= What the exercise asks =
Reproduce every line in the material below that holds "BoundKind".

= Supplied entries =
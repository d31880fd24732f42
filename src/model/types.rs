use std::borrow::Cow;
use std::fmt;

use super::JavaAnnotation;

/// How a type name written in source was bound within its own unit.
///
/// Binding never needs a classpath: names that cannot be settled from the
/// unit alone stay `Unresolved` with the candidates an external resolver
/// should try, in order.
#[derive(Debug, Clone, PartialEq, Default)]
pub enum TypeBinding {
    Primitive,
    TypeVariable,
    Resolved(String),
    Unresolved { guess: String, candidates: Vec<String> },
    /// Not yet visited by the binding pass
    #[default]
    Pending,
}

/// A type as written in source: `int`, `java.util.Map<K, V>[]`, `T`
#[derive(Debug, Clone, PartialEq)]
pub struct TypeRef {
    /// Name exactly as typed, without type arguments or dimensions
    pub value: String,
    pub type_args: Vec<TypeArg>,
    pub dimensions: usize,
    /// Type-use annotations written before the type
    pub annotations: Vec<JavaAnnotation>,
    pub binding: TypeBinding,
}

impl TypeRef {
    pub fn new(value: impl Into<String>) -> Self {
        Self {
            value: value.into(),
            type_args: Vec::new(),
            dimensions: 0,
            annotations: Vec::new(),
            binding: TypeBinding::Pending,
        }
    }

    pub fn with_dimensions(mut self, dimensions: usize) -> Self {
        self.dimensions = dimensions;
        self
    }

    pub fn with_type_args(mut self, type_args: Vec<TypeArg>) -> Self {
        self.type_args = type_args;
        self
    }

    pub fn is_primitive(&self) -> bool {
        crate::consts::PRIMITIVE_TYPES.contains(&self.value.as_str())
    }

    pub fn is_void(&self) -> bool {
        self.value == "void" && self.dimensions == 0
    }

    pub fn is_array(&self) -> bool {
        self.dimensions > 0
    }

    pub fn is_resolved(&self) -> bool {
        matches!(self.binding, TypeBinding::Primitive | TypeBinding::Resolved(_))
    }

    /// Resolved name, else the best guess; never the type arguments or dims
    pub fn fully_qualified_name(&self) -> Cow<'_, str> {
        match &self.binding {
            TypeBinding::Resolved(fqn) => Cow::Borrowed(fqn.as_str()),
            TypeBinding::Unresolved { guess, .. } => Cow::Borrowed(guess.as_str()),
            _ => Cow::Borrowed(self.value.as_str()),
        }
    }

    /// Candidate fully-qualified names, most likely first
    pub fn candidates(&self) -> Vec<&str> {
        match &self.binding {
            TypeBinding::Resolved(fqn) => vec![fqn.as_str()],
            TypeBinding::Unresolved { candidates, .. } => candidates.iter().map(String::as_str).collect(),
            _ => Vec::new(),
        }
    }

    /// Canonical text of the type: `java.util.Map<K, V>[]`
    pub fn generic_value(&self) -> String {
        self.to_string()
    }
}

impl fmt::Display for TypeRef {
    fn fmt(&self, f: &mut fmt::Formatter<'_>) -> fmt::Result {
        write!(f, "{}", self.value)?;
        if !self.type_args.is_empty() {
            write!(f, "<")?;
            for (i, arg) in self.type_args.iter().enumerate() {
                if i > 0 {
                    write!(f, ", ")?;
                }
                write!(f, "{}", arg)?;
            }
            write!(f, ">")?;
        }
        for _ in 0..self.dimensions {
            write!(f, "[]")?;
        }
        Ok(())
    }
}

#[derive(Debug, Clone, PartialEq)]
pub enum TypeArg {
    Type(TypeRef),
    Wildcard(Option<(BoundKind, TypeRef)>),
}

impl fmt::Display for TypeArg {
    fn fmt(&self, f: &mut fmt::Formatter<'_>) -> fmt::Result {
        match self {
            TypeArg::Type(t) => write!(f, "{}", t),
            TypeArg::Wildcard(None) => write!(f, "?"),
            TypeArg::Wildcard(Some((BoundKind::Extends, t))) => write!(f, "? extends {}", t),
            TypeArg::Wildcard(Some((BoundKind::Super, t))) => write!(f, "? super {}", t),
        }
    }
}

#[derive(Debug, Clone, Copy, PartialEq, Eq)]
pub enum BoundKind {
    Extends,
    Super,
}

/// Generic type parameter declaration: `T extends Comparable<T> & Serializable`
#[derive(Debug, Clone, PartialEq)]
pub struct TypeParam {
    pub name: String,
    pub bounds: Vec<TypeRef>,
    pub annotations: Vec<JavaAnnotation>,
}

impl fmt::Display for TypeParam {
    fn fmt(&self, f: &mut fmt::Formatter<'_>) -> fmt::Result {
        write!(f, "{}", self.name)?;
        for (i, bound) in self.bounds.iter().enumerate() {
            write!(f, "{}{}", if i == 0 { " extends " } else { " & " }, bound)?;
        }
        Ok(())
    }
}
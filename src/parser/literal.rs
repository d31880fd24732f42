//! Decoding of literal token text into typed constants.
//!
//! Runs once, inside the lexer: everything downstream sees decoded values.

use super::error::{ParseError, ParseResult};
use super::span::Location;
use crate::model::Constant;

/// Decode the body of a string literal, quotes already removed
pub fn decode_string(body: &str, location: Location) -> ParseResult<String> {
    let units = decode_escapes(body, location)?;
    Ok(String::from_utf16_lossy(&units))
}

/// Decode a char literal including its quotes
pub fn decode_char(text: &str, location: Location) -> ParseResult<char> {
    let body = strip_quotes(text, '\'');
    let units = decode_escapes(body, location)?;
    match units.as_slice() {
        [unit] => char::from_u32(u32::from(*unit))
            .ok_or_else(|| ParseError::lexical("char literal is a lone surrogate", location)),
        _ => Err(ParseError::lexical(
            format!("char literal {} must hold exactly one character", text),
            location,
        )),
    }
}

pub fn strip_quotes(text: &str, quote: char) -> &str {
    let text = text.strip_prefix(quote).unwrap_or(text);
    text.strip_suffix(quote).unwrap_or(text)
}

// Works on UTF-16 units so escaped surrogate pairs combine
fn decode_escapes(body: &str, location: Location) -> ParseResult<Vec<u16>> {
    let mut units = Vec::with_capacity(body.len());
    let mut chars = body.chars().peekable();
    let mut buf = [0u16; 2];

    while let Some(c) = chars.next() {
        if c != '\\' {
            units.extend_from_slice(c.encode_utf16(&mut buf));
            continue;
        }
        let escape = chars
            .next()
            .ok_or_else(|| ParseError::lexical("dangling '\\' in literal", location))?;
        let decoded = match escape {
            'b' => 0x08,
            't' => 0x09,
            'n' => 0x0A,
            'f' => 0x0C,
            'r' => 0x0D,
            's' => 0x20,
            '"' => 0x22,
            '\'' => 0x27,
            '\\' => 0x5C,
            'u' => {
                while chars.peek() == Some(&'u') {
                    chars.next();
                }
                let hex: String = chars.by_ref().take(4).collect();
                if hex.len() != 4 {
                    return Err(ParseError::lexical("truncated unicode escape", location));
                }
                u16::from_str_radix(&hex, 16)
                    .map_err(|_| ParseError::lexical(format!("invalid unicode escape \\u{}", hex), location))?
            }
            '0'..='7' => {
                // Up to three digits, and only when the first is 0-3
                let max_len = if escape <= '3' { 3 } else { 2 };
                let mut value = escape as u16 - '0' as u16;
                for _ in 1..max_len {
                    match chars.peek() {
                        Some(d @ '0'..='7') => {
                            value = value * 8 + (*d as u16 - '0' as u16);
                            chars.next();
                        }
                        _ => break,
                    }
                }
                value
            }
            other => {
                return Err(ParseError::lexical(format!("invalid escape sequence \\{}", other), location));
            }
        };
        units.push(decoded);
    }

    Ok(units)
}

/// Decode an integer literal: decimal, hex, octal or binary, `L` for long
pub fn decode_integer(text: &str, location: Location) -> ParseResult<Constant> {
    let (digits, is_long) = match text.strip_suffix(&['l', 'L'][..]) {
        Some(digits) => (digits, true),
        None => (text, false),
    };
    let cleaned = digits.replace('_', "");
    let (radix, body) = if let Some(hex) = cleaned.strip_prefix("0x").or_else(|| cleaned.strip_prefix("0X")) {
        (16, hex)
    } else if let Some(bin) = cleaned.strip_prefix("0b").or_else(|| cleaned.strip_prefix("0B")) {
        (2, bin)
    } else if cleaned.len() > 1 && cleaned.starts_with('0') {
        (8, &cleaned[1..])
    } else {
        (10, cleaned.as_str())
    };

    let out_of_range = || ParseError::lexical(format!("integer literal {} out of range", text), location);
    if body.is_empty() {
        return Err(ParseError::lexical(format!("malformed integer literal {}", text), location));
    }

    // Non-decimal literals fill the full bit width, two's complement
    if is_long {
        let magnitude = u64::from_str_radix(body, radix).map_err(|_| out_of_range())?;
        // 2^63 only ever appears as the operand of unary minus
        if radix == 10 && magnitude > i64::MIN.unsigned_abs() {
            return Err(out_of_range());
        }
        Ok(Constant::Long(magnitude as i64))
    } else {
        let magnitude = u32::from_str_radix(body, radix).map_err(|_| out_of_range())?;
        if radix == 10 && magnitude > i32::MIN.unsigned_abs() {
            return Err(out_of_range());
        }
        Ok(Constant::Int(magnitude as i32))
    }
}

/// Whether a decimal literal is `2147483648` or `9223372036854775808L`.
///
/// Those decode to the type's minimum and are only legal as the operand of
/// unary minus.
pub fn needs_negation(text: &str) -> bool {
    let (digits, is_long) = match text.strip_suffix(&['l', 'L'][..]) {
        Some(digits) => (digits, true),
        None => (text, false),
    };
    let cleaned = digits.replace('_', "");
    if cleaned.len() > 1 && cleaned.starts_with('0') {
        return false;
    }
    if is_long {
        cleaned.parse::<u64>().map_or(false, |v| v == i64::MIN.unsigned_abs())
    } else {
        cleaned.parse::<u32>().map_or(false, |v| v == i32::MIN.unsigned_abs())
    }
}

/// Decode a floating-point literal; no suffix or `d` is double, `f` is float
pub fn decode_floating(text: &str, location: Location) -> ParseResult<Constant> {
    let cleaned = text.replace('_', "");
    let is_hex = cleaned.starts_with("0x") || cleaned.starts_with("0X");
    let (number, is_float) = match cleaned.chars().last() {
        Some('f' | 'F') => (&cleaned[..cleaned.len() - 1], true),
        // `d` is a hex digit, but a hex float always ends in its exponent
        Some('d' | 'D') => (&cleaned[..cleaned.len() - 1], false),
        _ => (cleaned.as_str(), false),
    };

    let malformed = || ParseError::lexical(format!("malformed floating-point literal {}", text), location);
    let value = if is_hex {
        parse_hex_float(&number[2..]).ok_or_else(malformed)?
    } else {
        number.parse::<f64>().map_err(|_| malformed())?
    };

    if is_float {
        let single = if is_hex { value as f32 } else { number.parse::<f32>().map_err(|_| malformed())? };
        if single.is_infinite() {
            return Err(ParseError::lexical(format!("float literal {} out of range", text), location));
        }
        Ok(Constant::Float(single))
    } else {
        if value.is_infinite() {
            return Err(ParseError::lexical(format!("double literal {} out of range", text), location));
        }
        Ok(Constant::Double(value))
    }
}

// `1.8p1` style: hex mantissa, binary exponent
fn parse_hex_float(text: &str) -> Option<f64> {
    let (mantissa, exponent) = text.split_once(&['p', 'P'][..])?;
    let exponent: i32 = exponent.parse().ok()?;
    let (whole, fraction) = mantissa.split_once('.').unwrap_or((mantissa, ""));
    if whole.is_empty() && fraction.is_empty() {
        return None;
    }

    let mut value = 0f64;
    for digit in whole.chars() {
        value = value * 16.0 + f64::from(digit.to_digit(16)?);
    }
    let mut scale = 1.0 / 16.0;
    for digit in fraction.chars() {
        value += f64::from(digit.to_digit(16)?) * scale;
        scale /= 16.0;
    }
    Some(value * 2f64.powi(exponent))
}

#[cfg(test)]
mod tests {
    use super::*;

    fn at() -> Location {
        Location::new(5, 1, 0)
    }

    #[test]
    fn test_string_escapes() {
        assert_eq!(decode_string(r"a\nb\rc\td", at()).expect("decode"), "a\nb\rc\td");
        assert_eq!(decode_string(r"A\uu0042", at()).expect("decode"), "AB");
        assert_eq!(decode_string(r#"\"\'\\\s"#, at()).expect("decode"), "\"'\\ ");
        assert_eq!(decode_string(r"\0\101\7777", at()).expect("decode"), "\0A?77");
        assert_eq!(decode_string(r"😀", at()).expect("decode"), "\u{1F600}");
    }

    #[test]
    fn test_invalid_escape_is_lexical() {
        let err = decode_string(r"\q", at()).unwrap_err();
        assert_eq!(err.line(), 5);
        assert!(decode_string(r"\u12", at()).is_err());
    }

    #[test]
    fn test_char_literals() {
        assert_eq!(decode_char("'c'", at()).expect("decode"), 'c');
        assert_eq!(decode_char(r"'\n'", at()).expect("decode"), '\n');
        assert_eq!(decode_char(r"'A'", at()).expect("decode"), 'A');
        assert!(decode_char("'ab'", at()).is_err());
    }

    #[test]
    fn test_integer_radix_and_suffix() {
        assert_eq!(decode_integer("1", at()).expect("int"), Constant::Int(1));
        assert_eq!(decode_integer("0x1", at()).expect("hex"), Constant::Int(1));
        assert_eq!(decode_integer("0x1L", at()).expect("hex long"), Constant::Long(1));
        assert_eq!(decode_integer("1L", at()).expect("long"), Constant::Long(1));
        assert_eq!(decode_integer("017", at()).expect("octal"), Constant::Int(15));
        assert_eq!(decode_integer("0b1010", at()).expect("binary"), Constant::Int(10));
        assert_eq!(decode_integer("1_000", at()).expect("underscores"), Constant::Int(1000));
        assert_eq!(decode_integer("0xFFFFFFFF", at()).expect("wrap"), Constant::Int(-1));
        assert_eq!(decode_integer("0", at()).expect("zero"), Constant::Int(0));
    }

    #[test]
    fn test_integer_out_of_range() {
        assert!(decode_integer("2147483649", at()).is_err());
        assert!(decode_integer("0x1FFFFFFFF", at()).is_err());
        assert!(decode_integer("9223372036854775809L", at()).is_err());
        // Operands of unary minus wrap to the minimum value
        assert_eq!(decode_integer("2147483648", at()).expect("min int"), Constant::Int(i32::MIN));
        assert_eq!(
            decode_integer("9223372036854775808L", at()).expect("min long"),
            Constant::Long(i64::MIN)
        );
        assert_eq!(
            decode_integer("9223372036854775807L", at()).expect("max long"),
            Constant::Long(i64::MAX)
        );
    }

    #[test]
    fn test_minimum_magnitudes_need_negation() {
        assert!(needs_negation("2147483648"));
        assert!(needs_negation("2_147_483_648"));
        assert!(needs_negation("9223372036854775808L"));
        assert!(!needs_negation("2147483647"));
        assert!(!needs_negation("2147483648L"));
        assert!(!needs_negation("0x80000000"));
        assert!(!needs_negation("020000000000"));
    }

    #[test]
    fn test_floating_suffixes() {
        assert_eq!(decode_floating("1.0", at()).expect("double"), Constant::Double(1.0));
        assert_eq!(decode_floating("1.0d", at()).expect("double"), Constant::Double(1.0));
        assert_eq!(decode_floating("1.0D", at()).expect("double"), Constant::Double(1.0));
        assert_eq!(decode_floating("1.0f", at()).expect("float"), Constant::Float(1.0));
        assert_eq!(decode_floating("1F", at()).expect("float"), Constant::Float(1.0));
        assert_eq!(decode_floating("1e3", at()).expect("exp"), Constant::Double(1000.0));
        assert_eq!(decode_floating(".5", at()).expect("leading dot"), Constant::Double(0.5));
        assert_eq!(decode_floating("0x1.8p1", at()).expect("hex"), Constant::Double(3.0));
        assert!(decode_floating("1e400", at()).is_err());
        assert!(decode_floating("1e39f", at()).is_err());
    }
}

= Answer below =
    Wildcard(Option<(BoundKind, TypeRef)>),
            TypeArg::Wildcard(Some((BoundKind::Extends, t))) => write!(f, "? extends {}", t),
            TypeArg::Wildcard(Some((BoundKind::Super, t))) => write!(f, "? super {}", t),
pub enum BoundKind {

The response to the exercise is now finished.